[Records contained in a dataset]
□ □ □ □ □
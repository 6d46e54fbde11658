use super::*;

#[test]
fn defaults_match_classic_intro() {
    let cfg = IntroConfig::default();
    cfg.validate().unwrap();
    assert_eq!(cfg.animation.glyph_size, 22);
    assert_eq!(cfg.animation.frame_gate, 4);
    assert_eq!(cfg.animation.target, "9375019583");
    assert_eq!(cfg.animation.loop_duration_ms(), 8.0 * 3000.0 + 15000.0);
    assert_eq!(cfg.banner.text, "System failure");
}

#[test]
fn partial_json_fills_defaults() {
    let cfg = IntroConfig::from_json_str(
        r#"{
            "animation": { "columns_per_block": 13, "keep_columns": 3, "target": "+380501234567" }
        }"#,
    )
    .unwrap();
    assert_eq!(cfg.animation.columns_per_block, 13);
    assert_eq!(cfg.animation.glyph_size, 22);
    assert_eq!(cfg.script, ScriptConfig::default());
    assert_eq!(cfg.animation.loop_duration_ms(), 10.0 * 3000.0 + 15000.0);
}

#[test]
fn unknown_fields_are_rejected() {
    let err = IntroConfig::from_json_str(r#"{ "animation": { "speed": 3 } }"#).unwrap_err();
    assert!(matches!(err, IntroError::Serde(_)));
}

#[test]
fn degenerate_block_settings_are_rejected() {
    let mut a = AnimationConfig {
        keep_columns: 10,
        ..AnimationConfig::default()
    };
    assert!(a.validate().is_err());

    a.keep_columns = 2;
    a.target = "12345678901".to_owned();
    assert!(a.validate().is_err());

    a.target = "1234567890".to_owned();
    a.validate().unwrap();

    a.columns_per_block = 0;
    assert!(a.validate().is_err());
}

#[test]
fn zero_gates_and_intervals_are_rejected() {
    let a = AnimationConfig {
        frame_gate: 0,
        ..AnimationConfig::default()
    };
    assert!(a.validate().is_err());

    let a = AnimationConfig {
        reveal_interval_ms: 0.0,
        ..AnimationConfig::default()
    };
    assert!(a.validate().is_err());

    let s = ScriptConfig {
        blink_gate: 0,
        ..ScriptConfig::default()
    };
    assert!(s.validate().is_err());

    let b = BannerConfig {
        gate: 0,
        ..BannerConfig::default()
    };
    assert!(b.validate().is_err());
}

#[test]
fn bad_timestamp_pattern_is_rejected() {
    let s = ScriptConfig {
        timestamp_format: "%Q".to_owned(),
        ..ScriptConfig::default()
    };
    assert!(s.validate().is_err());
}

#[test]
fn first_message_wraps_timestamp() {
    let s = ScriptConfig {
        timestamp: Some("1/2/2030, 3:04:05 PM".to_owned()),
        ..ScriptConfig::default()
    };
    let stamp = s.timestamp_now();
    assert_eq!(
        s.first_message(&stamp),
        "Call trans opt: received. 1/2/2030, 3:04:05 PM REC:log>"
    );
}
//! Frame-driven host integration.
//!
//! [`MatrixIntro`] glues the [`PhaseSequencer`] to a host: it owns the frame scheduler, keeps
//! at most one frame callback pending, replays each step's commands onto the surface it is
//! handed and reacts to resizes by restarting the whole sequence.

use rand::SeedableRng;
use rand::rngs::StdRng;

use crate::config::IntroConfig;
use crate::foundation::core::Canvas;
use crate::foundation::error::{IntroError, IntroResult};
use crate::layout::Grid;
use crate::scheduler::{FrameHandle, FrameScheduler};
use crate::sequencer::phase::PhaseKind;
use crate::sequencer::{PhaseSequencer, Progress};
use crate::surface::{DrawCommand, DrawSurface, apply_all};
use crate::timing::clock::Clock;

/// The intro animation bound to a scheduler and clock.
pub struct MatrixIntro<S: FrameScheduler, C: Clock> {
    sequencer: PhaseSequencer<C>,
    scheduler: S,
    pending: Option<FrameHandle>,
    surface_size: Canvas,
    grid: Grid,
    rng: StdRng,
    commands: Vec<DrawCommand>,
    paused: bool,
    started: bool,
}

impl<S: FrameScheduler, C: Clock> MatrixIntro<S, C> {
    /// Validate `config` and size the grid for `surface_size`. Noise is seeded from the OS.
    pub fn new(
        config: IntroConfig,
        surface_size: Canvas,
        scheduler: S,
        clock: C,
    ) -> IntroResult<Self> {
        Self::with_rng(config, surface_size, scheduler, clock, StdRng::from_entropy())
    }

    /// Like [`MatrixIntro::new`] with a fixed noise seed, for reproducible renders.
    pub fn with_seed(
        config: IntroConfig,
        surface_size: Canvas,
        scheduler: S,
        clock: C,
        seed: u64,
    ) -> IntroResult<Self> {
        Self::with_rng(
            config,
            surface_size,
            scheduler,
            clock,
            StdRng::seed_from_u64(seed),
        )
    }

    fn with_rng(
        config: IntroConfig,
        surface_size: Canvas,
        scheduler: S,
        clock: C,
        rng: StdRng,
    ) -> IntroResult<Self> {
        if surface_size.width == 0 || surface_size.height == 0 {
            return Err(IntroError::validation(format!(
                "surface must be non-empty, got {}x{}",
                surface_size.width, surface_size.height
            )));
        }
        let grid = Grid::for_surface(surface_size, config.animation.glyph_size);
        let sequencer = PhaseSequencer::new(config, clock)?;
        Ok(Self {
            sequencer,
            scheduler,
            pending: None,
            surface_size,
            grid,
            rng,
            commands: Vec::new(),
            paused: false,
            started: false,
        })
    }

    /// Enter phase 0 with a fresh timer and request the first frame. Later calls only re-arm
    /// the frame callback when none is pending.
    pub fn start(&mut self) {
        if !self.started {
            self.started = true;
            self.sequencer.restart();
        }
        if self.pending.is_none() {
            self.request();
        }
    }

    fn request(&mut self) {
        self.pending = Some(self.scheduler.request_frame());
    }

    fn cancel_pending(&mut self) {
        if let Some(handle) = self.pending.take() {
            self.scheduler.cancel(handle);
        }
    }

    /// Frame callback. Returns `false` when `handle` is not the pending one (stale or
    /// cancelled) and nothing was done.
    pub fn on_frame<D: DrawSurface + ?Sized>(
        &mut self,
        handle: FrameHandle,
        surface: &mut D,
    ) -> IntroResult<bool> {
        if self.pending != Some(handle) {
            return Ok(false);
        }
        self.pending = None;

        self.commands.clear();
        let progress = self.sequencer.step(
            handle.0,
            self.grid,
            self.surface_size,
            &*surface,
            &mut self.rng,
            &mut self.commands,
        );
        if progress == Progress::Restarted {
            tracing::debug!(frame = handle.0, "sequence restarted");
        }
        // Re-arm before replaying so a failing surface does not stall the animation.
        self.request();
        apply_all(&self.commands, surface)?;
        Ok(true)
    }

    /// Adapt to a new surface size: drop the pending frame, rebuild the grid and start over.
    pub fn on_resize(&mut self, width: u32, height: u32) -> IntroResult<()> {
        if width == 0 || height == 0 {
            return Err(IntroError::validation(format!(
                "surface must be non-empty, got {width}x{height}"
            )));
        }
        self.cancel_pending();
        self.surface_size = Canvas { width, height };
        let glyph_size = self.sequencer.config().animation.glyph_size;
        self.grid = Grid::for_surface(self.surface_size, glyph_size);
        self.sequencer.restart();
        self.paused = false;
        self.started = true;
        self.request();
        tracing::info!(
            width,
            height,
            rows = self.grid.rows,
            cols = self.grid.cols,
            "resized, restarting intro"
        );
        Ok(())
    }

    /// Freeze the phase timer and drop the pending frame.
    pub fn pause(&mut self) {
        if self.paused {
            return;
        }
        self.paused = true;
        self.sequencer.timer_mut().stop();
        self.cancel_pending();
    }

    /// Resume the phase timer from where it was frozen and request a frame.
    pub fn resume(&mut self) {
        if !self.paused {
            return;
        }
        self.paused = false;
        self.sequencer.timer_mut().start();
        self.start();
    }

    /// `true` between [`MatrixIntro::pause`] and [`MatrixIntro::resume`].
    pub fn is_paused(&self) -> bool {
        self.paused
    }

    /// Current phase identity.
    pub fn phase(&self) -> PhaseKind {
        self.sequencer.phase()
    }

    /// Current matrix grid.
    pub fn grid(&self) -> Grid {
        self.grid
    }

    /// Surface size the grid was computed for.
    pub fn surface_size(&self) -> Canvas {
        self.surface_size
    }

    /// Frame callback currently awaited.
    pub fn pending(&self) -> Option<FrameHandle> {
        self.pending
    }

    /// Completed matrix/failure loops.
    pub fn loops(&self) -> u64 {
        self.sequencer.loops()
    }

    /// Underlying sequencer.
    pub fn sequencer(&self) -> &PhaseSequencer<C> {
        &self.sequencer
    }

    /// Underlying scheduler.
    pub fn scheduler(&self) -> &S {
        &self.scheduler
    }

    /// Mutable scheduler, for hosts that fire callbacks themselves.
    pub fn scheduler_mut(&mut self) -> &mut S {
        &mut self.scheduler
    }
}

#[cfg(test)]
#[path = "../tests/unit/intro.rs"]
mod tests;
□ □ □ □ □
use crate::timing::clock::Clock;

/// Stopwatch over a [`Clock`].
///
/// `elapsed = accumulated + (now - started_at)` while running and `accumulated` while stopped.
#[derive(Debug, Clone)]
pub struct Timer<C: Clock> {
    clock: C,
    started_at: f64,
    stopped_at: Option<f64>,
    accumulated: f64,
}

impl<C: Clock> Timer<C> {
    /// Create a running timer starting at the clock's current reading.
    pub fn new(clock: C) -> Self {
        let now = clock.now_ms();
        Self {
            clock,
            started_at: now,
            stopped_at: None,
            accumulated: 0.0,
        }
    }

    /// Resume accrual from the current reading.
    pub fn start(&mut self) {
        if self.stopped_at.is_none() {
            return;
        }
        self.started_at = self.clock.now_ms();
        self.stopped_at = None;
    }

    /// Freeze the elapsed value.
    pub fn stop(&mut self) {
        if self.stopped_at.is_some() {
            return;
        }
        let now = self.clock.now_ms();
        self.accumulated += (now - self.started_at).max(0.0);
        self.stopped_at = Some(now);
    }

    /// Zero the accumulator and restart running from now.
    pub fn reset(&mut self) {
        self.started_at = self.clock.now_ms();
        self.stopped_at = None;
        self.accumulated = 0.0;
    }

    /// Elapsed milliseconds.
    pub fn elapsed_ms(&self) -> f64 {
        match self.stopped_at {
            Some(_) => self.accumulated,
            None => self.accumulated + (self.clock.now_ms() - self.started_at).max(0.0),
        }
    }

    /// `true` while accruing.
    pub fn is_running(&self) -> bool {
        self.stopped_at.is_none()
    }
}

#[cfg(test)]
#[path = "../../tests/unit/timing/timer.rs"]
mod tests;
□ □ □ □ □
> Brief
Every line from the data above that contains "drop" must appear in the answer.

> Exercise response
    /// Adapt to a new surface size: drop the pending frame, rebuild the grid and start over.
    /// Freeze the phase timer and drop the pending frame.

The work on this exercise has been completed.